TAMPA — It’s been easy to overlook Ondrej Palat. With the talent on the Lightning roster, the Lightning left wing is often overshadowed by the players who share a line with him, and frankly, that’s the way he likes it.
Even after shining on hockey’s biggest stage last year — scoring 11 goals, including three game-winners during Tampa Bay’s postseason run to the Stanley Cup — Palat’s performance was obscured by linemates Nikita Kucherov and Brayden Point.
But nearly a third of the way into the Lightning’s Cup defense season, it’s become hard to ignore Palat. He entered Thursday’s game in Chicago second on the team in goals with nine, including six on the power play, tied for third-most in the NHL.
Three weeks shy of his 30th birthday, Palat is on pace to easily set a career high in goals during a shortened 56-game regular season.
For the second straight game, Palat on Tuesday scored the Lightning’s first goal — something he’s done six times this season — both times on the power play. He has four game-winning goals this season for Tampa Bay (15-4-1 entering Thursday’s game).
Palat’s success isn’t surprising to head coach Jon Cooper, whose time with Palat dates back to his minor league days in AHL Syracuse and Norfolk. Palat has always been good at doing the little things right, winning his 50/50 puck battles, knowing where to position himself, being aware of where his teammates are and playing hard-nosed, fundamental hockey.
Since his time as a member of the Lightning’s “Triplets” line, when he played alongside Kucherov and Tyler Johnson, Palat has found ways to set up dynamic players. He did the same last season playing with Kucherov and Point. He’s always been the engine, the glue that helps star players make big plays.
“For as long as I’ve had him in the minors from all the way till now, he has that ability to play with good players,” Cooper said. “He can play anywhere up and down the lineup, but he just doesn’t cheat, he doesn’t cheat the game. He will go get the puck for players that can do some magical things with it.”
“He’s played on big lines, and and he’s almost (the) glue (guy) to the line without getting a ton of the credit,” Cooper added. “And to be expected, he’s playing with fabulous players, but somebody’s got to play with them, and he’s done a good job.”
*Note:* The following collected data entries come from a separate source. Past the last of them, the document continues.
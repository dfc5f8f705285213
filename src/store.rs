use std::sync::Arc;

use async_trait::async_trait;
use dashmap::DashMap;

use crate::plugin::PluginDefinition;

/// Plugin store seam. `load` does no authorization; the permission gate has
/// already run by the time a lookup key reaches it.
#[async_trait]
pub trait PluginStore: Send + Sync {
    async fn load(&self, lookup_key: &str) -> Option<PluginDefinition>;
}

/// Definitions held in memory, keyed by lookup key.
#[derive(Debug, Default)]
pub struct InMemoryPluginStore {
    plugins: DashMap<String, PluginDefinition>,
}

impl InMemoryPluginStore {
    pub fn new() -> Arc<Self> {
        Arc::new(Self { plugins: DashMap::new() })
    }

    /// Register a definition under its own id.
    pub fn insert(&self, plugin: PluginDefinition) {
        self.plugins.insert(plugin.id.clone(), plugin);
    }

    /// Register a definition under an explicit combined key, for platform
    /// plugins stored as `platform-<key>`.
    pub fn insert_keyed(&self, key: impl Into<String>, plugin: PluginDefinition) {
        self.plugins.insert(key.into(), plugin);
    }

    pub fn remove(&self, lookup_key: &str) {
        self.plugins.remove(lookup_key);
    }

    pub fn len(&self) -> usize {
        self.plugins.len()
    }

    pub fn is_empty(&self) -> bool {
        self.plugins.is_empty()
    }
}

#[async_trait]
impl PluginStore for InMemoryPluginStore {
    async fn load(&self, lookup_key: &str) -> Option<PluginDefinition> {
        self.plugins.get(lookup_key).map(|entry| entry.value().clone())
    }
}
Cooper said a turning point for Palat came two summers ago, when he was coming off an injury-plagued season that saw him score a career-low eight goals. The coaching staff told him in his exit interview that he needed to step up his game. Specifically, he needed to get a step faster.
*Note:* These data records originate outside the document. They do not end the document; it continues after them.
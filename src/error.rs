use thiserror::Error;

use crate::dispatch::DispatchError;

/// Everything that can abort a plugin invocation. All of these are fatal for
/// the invocation that hit them; none are retried by this layer.
#[derive(Debug, Error)]
pub enum PluginError {
    #[error("malformed plugin identifier: {0}")]
    MalformedIdentifier(String),

    #[error("not allowed to read plugin `{0}`")]
    Unauthorized(String),

    #[error("plugin not found: {0}")]
    PluginNotFound(String),

    /// The stored definition declares no `PluginInput` node. A plugin must
    /// expose an explicit input contract even when it takes zero parameters,
    /// so this points at a broken definition, not at the caller.
    #[error("plugin `{0}` has no input node")]
    PluginHasNoInput(String),

    #[error("plugin `{0}` graph contains a cycle")]
    GraphCyclic(String),

    #[error("plugin nesting exceeded {0} levels")]
    NestingTooDeep(usize),

    #[error("dispatch failed: {0}")]
    Dispatch(#[from] DispatchError),
}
“Forget the skill stuff, forget the stick stuff,” Cooper said he told Palat. “And he changed the way he trains, and he came back and he gained a step. His mental approach to the game and his game-manship and how he never cheats the game, that’ll never go away. He just needed that step. And now that he’s got it, he’s putting himself in positions to score more.”
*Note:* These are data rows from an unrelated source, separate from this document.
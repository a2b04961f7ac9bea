//! Focus-session document schema
//!
//! This module defines the loosely-typed wire form of focus sessions as they
//! are exported from the document database, and the adapter that reads them.

mod adapter;
mod raw_session;

pub use adapter::*;
pub use raw_session::*;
Meantime, the Lightning put him in a prime position on the power play.
Four of Palat’s past five goals have come in man-advantage situations after the Lightning shuffled their first unit. Palat moved from the slot postion to the right circle, and Point slid into the slot, where he’s done most of his damage on the power play.
But Palat has been the biggest beneficiary — at least on the scoresheet — as the Lightning searched for ways to replace Kucherov and his playmaking abilities from the right circle spot. Kucherov is out for the entire regular season as he recovers from hip surgery.
Lightning assistant Jeff Halpern, who coaches the power play, said having Palat’s left-handed shot from the right circle is valuable and consistent with the success the Lightning saw there in the past with Kucherov.
“I think that’s opened us up,” Halpern said. “It’s not to say that it’s set in stone who’s in what spot or what hand you need there. But I think when we did make that change, we scored a bunch of goals.”
With Steven Stamkos possessing one of the league’s best one-timers from the left circle, Point able to cause havoc in the slot and defenseman Victor Hedman always dangerous at the point, there’s seldom enough attention given to Palat.
That was the case Tuesday against Dallas, when Stamkos drew the Stars’ attention on the left side and passed to Hedman above the circles. Hedman faked a shot and tapped the puck to Palat, who had a wide-open shot from the right side that he buried for the game’s first and only goal until the game’s final minute.
“It’s a new spot for me,” Palat said. “I’m just trying to learn every day in practice. I’m just trying to, you know, do the right play. When it’s time to shoot, shoot. When it’s time to pass, pass. So I’m just trying to do that, and hopefully I can help the PP to produce.”